Por outro lado, nesta era da comunicação digital, os utilizadores finais dos edifícios têm cada vez mais informação facilmente disponível. Todavia, consideramos necessário que o público em geral ganhe maior poder crítico, que conduzirá a uma exigência maior e a escolhas mais informadas na hora de transacionar imóveis.

"É fundamental o conhecimento profundo e atualizado por parte dos instaladores, não apenas sob o ponto de vista das técnicas de execução propriamente ditas, mas também sobre a adequação dos materiais a cada utilização específica"

Por fim, que mensagem gostava de deixar ao setor nestes tempos desafiantes que vivemos?

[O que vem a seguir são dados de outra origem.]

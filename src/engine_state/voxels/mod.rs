//! # Voxel World Core
//!
//! This module holds the voxel world model: where blocks are, how tall each column is,
//! and how the world is populated. Nothing in here knows about windows, input or
//! rendering, so the whole module can be driven directly from tests.
//!
//! ## Architecture
//!
//! * **Grid**: structural cell keys, the cell → block index and the column occupancy set
//! * **Block**: the block record, the kind/level table and block faces
//! * **World**: the registry of live blocks and the event queue for the presenter
//! * **Generation**: the initial random layout and per-destruction replacements
//!
//! ## Data Flow
//!
//! 1. The generator or a placement stacks a block onto a column
//! 2. The world records it in the grid and queues a `BlockCreated` event
//! 3. Breaking removes it again and queues `BlockDestroyed`
//! 4. The presentation adapter drains the events once per tick

pub mod block;
pub mod generation;
pub mod grid;
pub mod world;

Conseguimos, como já referi, uma extraordinária adaptação a um processo desconhecido e essa foi uma prova que este setor é uma parte ativa da nossa economia e da nossa sociedade. Sabemos, contudo, que o que fizemos no passado não nos resolve necessariamente os desafios que temos pela frente, por isso, realço a importância de nos continuarmos a superar e de enfrentarmos o futuro de uma forma proativa e em plena colaboração de forma a continuarmos a crescer e efetivamente contribuirmos para uma construção que permita aos seus utilizadores uma vivência mais segura, confortável e sustentável.